According to a statement from Islamabad police, Noor, the daughter of former Pakistani diplomat Shaukat Mukadam, was found murdered in a house in Islamabad’s prestigious F-7/4 sector the day before the Eid holiday (Tuesday).

The IGP, in a meeting with the investigation team and during its visit to the crime scene, directed the police team to recommend that the relevant authority add the suspect’s name to a no-fly list.

He also instructed the group to obtain information on Jaffer’s convictions in the United States and the United Kingdom and asked them to contact the appropriate authorities for this purpose.

The police chief also recommended that the evidence collected from the crime scene be sent for a forensic examination.

“The case should be completed with concrete evidence as soon as possible,” the IGP said in a statement. “All the requirements for justice must be met in order for the perpetrator to be sentenced to severe punishment.”

Meanwhile, the Pakistan Ulema Council (PUC) has demanded that cases of violence and abuse of women and children be tried by anti-terrorist courts and that sentences be set for such cases.

The Council called on Prime Minister Imran Khan and Chief Justice of Pakistan Gulzar Ahmed to pay attention and expressed concern about the recent spike in violence and abuse against women and children.

“Cases like Nur Mukadam and Usman Mirza are damaging the country and the nation,” the statement said, adding that such cases are an indicator that terror, frustration and sexual violence are gaining momentum in society.

The first news report (FIR) was filed against Jaffer under Section 302 (Intentional Murder) of the Pakistan Criminal Code following a complaint by the victim’s father late Tuesday night after his arrest.

Police later secured a three-day detention of the suspect in a local court, while officials said they were investigating the suspect’s motives for killing the woman.

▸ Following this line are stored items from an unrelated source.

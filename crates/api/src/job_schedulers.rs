use crate::digest::run_due_digests::RunDueDigestsUseCase;
use crate::shared::usecase::execute;
use digestly_infra::DigestlyContext;
use std::time::Duration;
use tokio::time::{interval, sleep};

/// Number of seconds to wait until the next minute boundary, minus
/// `secs_before_min`, so that repeated runs stay aligned to the clock
pub fn get_start_delay(now_ts: usize, secs_before_min: usize) -> usize {
    let secs_to_next_minute = 60 - (now_ts / 1000) % 60;
    if secs_to_next_minute > secs_before_min {
        secs_to_next_minute - secs_before_min
    } else {
        secs_to_next_minute + (60 - secs_before_min)
    }
}

/// In-process fallback trigger for deployments without an external
/// cron hitting the dispatch route. Runs the same batch usecase on a
/// fixed interval.
pub fn start_digest_job_scheduler(ctx: DigestlyContext) {
    actix_web::rt::spawn(async move {
        let now = ctx.sys.get_timestamp_millis();
        let secs_to_next_run = get_start_delay(now as usize, 0);
        sleep(Duration::from_secs(secs_to_next_run as u64)).await;

        let mut job_interval = interval(Duration::from_secs(ctx.config.digest_job_interval_secs));
        loop {
            job_interval.tick().await;

            let usecase = RunDueDigestsUseCase {};
            let _ = execute(usecase, &ctx).await;
        }
    });
}
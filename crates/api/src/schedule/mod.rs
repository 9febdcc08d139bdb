mod create_schedule;
mod delete_schedule;
mod get_schedule;
mod get_schedules;
mod pause_schedule;
mod resume_schedule;
mod update_schedule;

use actix_web::web;
use create_schedule::create_schedule_controller;
use delete_schedule::delete_schedule_controller;
use get_schedule::get_schedule_controller;
use get_schedules::get_schedules_controller;
use pause_schedule::pause_schedule_controller;
use resume_schedule::resume_schedule_controller;
use update_schedule::update_schedule_controller;

pub fn configure_routes(cfg: &mut web::ServiceConfig) {
    cfg.route(
        "/user/{user_id}/schedule",
        web::post().to(create_schedule_controller),
    );
    cfg.route(
        "/user/{user_id}/schedule",
        web::get().to(get_schedules_controller),
    );
    cfg.route(
        "/user/{user_id}/schedule/{schedule_id}",
        web::get().to(get_schedule_controller),
    );
    cfg.route(
        "/user/{user_id}/schedule/{schedule_id}",
        web::put().to(update_schedule_controller),
    );
    cfg.route(
        "/user/{user_id}/schedule/{schedule_id}",
        web::delete().to(delete_schedule_controller),
    );
    cfg.route(
        "/user/{user_id}/schedule/{schedule_id}/pause",
        web::post().to(pause_schedule_controller),
    );
    cfg.route(
        "/user/{user_id}/schedule/{schedule_id}/resume",
        web::post().to(resume_schedule_controller),
    );
}
mod inmemory;
mod postgres;

use digestly_domain::{Profile, SubscriptionTier, ID};
pub use inmemory::InMemoryProfileRepo;
pub use postgres::PostgresProfileRepo;

#[async_trait::async_trait]
pub trait IProfileRepo: Send + Sync {
    async fn insert(&self, profile: &Profile) -> anyhow::Result<()>;
    async fn save(&self, profile: &Profile) -> anyhow::Result<()>;
    async fn find(&self, profile_id: &ID) -> Option<Profile>;
    async fn find_by_email(&self, email: &str) -> Option<Profile>;
    /// `None` clears the credential (integration disconnected)
    async fn set_credential(&self, profile_id: &ID, credential: Option<&str>)
        -> anyhow::Result<()>;
    async fn set_tier(&self, profile_id: &ID, tier: SubscriptionTier) -> anyhow::Result<()>;
    async fn delete(&self, profile_id: &ID) -> Option<Profile>;
}

#[cfg(test)]
mod tests {
    use crate::setup_context_inmemory;
    use digestly_domain::{Profile, SubscriptionTier};

    #[tokio::test]
    async fn create_update_and_delete() {
        let ctx = setup_context_inmemory();
        let profile = Profile::new("owner@example.com".into());
        assert!(ctx.repos.profiles.insert(&profile).await.is_ok());

        let found = ctx.repos.profiles.find(&profile.id).await.unwrap();
        assert_eq!(found.email, "owner@example.com");
        assert_eq!(found.tier, SubscriptionTier::Free);
        assert!(!found.is_connected());

        let by_email = ctx
            .repos
            .profiles
            .find_by_email("owner@example.com")
            .await
            .unwrap();
        assert_eq!(by_email.id, profile.id);

        ctx.repos
            .profiles
            .set_credential(&profile.id, Some("secret-token"))
            .await
            .unwrap();
        assert!(ctx
            .repos
            .profiles
            .find(&profile.id)
            .await
            .unwrap()
            .is_connected());

        ctx.repos
            .profiles
            .set_credential(&profile.id, None)
            .await
            .unwrap();
        assert!(!ctx
            .repos
            .profiles
            .find(&profile.id)
            .await
            .unwrap()
            .is_connected());

        ctx.repos
            .profiles
            .set_tier(&profile.id, SubscriptionTier::Pro)
            .await
            .unwrap();
        assert_eq!(
            ctx.repos.profiles.find(&profile.id).await.unwrap().tier,
            SubscriptionTier::Pro
        );

        assert!(ctx.repos.profiles.delete(&profile.id).await.is_some());
        assert!(ctx.repos.profiles.find(&profile.id).await.is_none());
    }
}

In his complaint, Shaukat Mukadam stated that on July 19 he came to Rawalpindi to buy a goat for the Eid al-Adha, while his wife went out to fetch clothes from her tailor. When he returned home in the evening, the couple discovered that their daughter Nur was absent from their home in Islamabad.

They found her cell phone turned off and began searching for her. Sometime later, Noor called her parents to inform them that she was traveling to Lahore with friends and would be back in a day or two, according to the FIR.

However, on Tuesday afternoon the complainant said that he had received a call from Zahir, the son of Zakir Jaffer, whose family was an acquaintance of the former diplomat. Zahir told Mukadam that Nur was not with him, RPI reports.

At about 10:00 pm the same day, the victim’s father received a call from the Kohsar police station and informed him that Nur had been killed.

The police subsequently took the complainant to Zahir’s house in sector F-7/4, where he discovered that his “daughter had been brutally killed with a sharp-blade weapon and beheaded”, according to the FIR.

Mukadam, who identified his daughter’s body, sought the maximum punishment under the law against Zahir for the alleged murder of his daughter.

Police initially stated that the victim was shot before being “stabbed”. Another person was injured as a result of the incident.

However, the investigator in the case said Thursday that although a pistol was found in the suspect’s home, preliminary investigation and medical reports did not reveal the presence of a firearm in the incident. He added that at the moment of extraction in the chamber of the pistol, a bullet was stuck.

He said that the servants who were in the house at the time of the incident were also involved in the investigation and were interrogated on various issues, such as the time during which Noor was at the suspect’s house.